Archived-At: <https://mailarchive.ietf.org/arch/msg/lsr/NWhCvQ5376k0l9kae3fbBMAB69o>
Subject: Re: [Lsr] "Prefix Unreachable Announcement" and "IS-IS and OSPF Extension for Event Notification"
X-BeenThere: lsr@ietf.org
X-Mailman-Version: 2.1.29
Precedence: list
List-Id: Link State Routing Working Group <lsr.ietf.org>
List-Unsubscribe: <https://www.ietf.org/mailman/options/lsr>, <mailto:lsr-request@ietf.org?subject=unsubscribe>
List-Archive: <https://mailarchive.ietf.org/arch/browse/lsr/>
List-Post: <mailto:lsr@ietf.org>
List-Help: <mailto:lsr-request@ietf.org?subject=help>
List-Subscribe: <https://www.ietf.org/mailman/listinfo/lsr>, <mailto:lsr-request@ietf.org?subject=subscribe>
X-List-Received-Date: Wed, 13 Oct 2021 17:37:30 -0000

Jeff,

The point is about the right architecture, not a brute force method.

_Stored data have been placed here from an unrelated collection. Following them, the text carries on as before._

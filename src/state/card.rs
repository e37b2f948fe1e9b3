//! Card kinds, deck composition, and shuffling.
//!
//! The deck is a fixed 16-card multiset. Cards carry no per-instance
//! identity; two cards of the same kind are interchangeable.

use rand::seq::SliceRandom;
use rand::Rng;

/// Total cards in a full deck.
pub const DECK_SIZE: usize = 16;

/// The eight card kinds, ordered by power.
#[derive(Debug, Clone, Copy, PartialEq, Eq, Hash)]
pub enum Card {
    Guard,
    Priest,
    Baron,
    Handmaid,
    Prince,
    King,
    Countess,
    Princess,
}

impl Card {
    /// All kinds in ascending power order.
    pub const ALL: [Card; 8] = [
        Card::Guard,
        Card::Priest,
        Card::Baron,
        Card::Handmaid,
        Card::Prince,
        Card::King,
        Card::Countess,
        Card::Princess,
    ];

    /// Power value, 1-8, strictly increasing with strength.
    pub fn value(self) -> u8 {
        match self {
            Self::Guard => 1,
            Self::Priest => 2,
            Self::Baron => 3,
            Self::Handmaid => 4,
            Self::Prince => 5,
            Self::King => 6,
            Self::Countess => 7,
            Self::Princess => 8,
        }
    }

    /// Copies of this kind in a full deck.
    pub fn copies(self) -> usize {
        match self {
            Self::Guard => 5,
            Self::Priest | Self::Baron | Self::Handmaid | Self::Prince => 2,
            Self::King | Self::Countess | Self::Princess => 1,
        }
    }

    pub fn as_str(self) -> &'static str {
        match self {
            Self::Guard => "Guard",
            Self::Priest => "Priest",
            Self::Baron => "Baron",
            Self::Handmaid => "Handmaid",
            Self::Prince => "Prince",
            Self::King => "King",
            Self::Countess => "Countess",
            Self::Princess => "Princess",
        }
    }

    pub fn to_json(self) -> serde_json::Value {
        serde_json::json!({
            "name": self.as_str(),
            "value": self.value()
        })
    }
}

/// Build the full ordered deck (every kind times its copy count).
pub fn build_deck() -> Vec<Card> {
    Card::ALL
        .iter()
        .flat_map(|&card| std::iter::repeat(card).take(card.copies()))
        .collect()
}

/// Build the full deck and shuffle it uniformly.
pub fn shuffled_deck<R: Rng>(rng: &mut R) -> Vec<Card> {
    let mut deck = build_deck();
    deck.shuffle(rng);
    deck
}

Do you see it as elegant to bombard 1000s PE with a probe every second ? I
do not. Especially considering that PEs rarely go down.

And that should be compared with even driven notification.

BGP: - Local BFD detect the failure in say 100-200 ms
          - propagation via RR is max in ms (I recall in Cisco we measured
this to actually by much faster on dedicated control plane only RRs)
          - then interesting PE (RT filter) can be notified about the
failure in less then 300 ms - be conservative 500 ms.

IGP:  - Local BFD detect the failure in say 100-200 ms
         - Failure get's flooded to local ABR(s)
         - LSA/LSP get's generated and flooded hop by hop via say 20 hops
all over the network via say core and additional area.
          Maybe the entire process takes also 500 ms ... I do not have any
estimate here, but I am sure folks on LSR do.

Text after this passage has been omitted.